The story that America tells itself about drugs, particularly psychedelic ones—that term, invented by Humphrey Osmond, is preferred these days, since “hallucinogens” implies that one is not actually on a trip through one’s mind (or a universal mind) but seeing things that aren’t there—is that they exploded in the sixties and seventies, in circles like Timothy Leary’s and on Haight-Ashbury, then were demonized by the government and shortly dispensed with, relegated to being the plaything of curious college kids at Oberlin and Brown.* These days, though, almost every drug, from pot to GHB to morphine, has been messed with, as chemists find that removing a methoxy group or adding a benzene ring makes a new drug with different properties: body-grooving with a side helping of visuals, euphoric or speedy, long or short, or administering just the right dose of primal fear.

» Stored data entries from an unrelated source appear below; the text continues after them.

/// Installs a global `tracing` subscriber reading its filter from
/// `RUST_LOG`, defaulting to `info`.
///
/// Safe to call more than once; only the first call installs anything.
#[cfg(feature = "logging")]
pub fn init_logging() -> anyhow::Result<()> {
    use tracing_subscriber::layer::SubscriberExt;
    use tracing_subscriber::util::SubscriberInitExt;

    if tracing::dispatcher::has_been_set() {
        return Ok(());
    }

    let filter = tracing_subscriber::EnvFilter::try_from_default_env()
        .unwrap_or_else(|_| tracing_subscriber::EnvFilter::new("info"));

    tracing_subscriber::registry()
        .with(tracing_subscriber::fmt::layer().with_writer(std::io::stderr))
        .with(filter)
        .try_init()?;

    Ok(())
}

#[cfg(not(feature = "logging"))]
pub fn init_logging() -> anyhow::Result<()> {
    Ok(())
}
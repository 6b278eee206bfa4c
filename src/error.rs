use std::sync::Arc;

use thiserror::Error;

use crate::core::Key;

/// A single task's creation failure.
///
/// The underlying error is reference-counted so the same failure can be
/// recorded in the task outcome, listed in the batch result, and propagated
/// through the strict creation path without copying.
#[derive(Debug, Error, Clone)]
#[error(transparent)]
pub struct TaskError(#[from] pub(crate) Arc<anyhow::Error>);

impl TaskError {
    pub fn new(err: impl Into<anyhow::Error>) -> Self {
        Self(Arc::new(err.into()))
    }
}

impl From<anyhow::Error> for TaskError {
    fn from(e: anyhow::Error) -> Self {
        TaskError(Arc::new(e))
    }
}

/// Configuration errors in the task graph or misuse of the pull protocol.
///
/// Every variant is detectable before or independently of task execution.
/// A cyclic graph in particular is rejected when the graph is built or
/// linked, never discovered as a hang at run time.
#[derive(Debug, Error)]
pub enum GraphError {
    #[error("Dependency cycle detected at task '{0}'")]
    Cycle(Box<str>),

    #[error("Task '{0}' cannot be ordered after itself")]
    SelfLink(Box<str>),

    #[error("No task with key {0} in this group")]
    UnknownKey(Key),

    #[error("Task '{0}' has no recorded outcome to report")]
    NotCompleted(Box<str>),
}

/// Errors surfaced by the strict creation path.
#[derive(Debug, Error)]
pub enum BatchError {
    #[error(transparent)]
    Graph(#[from] GraphError),

    #[error("Task '{name}' ({key}):\n{source}")]
    Task {
        name: Box<str>,
        key: Key,
        source: TaskError,
    },
}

These man-made compounds were called “designer drugs” in the late nineties; you might have thought, as I did before I researched this story, that they had such a name because they were carried around by trendy types in designer Gucci handbags, but it refers to a chemist’s “designing” a new molecular compound that replicates the effects of an illegal drug.
*This article has been corrected to show that McAfee only claimed to have synthesized MDPV and that Humphrey Osmond, not Aldous Huxley, invented the term "psychedelic."